In the case $\exists \quad x_{0} \in[0,1] . \quad f_{1}\left(x_{0}\right)=f_{2}\left(x_{0}\right)>0$
$f$ is a continue couvex function on [0.1], then $f$ is lipschitz function.
$f$ is a lipschitz function. then $f^{\prime}(x) \quad$ exist a.e. in $[0,1]$ and $\forall \quad 0\leq a< b\leq 1$,
$$f(b)-f(a)=\int_{a}^{b} f^{\prime}(x) d x$$
We can understand the previous N-L formula in distribution to avoid unnecessary trouble(The derivative does not exist, the left and right derivatives are not equal, and the derivative is zero but the function is a strictly monotonic function)
then $\forall x \in[0.1]$,
$\begin{aligned} \lambda f_{1}(x)+(1-\lambda) f_{2}(x) &=\lambda\left(f_{1}\left(x_{0}\right)+\int_{x_{0}}^{x} f_{1}^{\prime}(t) d t\right)+(1-\lambda)\left(f_{2}\left(x_{0}\right)+\int_{x_{0}}^{x} f_{2}(t) d t\right) \\ &=\lambda f_{1}\left(x_{0}\right)+(1-\lambda) f_{2}\left(x_{0}\right)+\lambda \int_{x_{0}}^{x} f_{1}^{\prime}(t) d_{t}+(1-\lambda) \int_{x_{0}}^{x} f_{2}^{\prime}(t) d t \end{aligned}$
Now $\quad$ WLOG $\quad$ we assame
$f_{1}(x)>0$ When $0 \leqslant x \leqslant x_{0}$, $f_{2}(x)>0 $ when $ x_{1} \leqslant x \leqslant 1$, and assume $f_{1}^{\prime}\left(x_{0}\right)>0. f_{2}^{\prime}\left(x_{0}\right)<0$.
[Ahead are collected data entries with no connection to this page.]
use crate::commands::common::{resolve_note, Context};
use crate::error::CliError;

/// Revert to version `index` (1-based, as printed by `history`)
pub async fn run_revert(context: &Context, id: &str, index: usize) -> Result<(), CliError> {
    let session = context.open_session(context.actor()?).await?;
    let note = resolve_note(id, &session.current_notes())?;
    let entries = session.repository().history().list(&note.id).await?;

    let Some(entry) = index.checked_sub(1).and_then(|position| entries.get(position)) else {
        return Err(CliError::NoSuchVersion {
            note_id: note.id.to_string(),
            index,
            available: entries.len(),
        });
    };

    session.revert_note(&note.id, entry).await?;
    println!("{}", note.id);
    Ok(())
}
When $ 1 \geqslant x>x_{0}$. Then,
$$
\begin{array}{l}
\int_{x_{0}}^{x} f_{1}^{\prime}(t) d t \geqslant\left|x-x_{0}\right| \cdot f_{1}^{\prime}\left(x_{0}\right) \\
\int_{x_{0}}^{x} f_{2}^{\prime}(t) d t \geqslant\left|x-x_{0}\right| \cdot f_{2}^{\prime}\left(x_{0}\right)
\end{array}
$$
When $0 \leqslant x<x_{0}$, then,
\begin{array}{l}
\int_{x_{0}}^{x} f_{1}^{\prime}\left(t) d t \geqslant\left|x-x_{0}\right| \cdot f_{1}^{\prime}\left(x_{0}\right)\right. \\
\int_{x_{0}}^{x} f_{2}^{\prime}(t) d t \geqslant \left|x-x_{0}\right| \cdot f_{2}^{\prime}\left(x_{0}\right)
\end{array}
So take $\lambda$ solve $\quad \lambda f_{1}^{\prime}\left(x_{0}\right)+(1-\lambda) f_{i}^{\prime}\left(x_{0}\right)=0$, then $\quad \lambda f(x)+(1-\lambda) f_{2}(x) \geqslant 0 \quad \forall \quad x\in [0,1]$.
To prove the property is true for the general convex function we may follow the argument above and modified the detail(especially the H-L formula part) by use supporting lines of $f_1,f_2$ and observe convex functions lie above their supporting lines.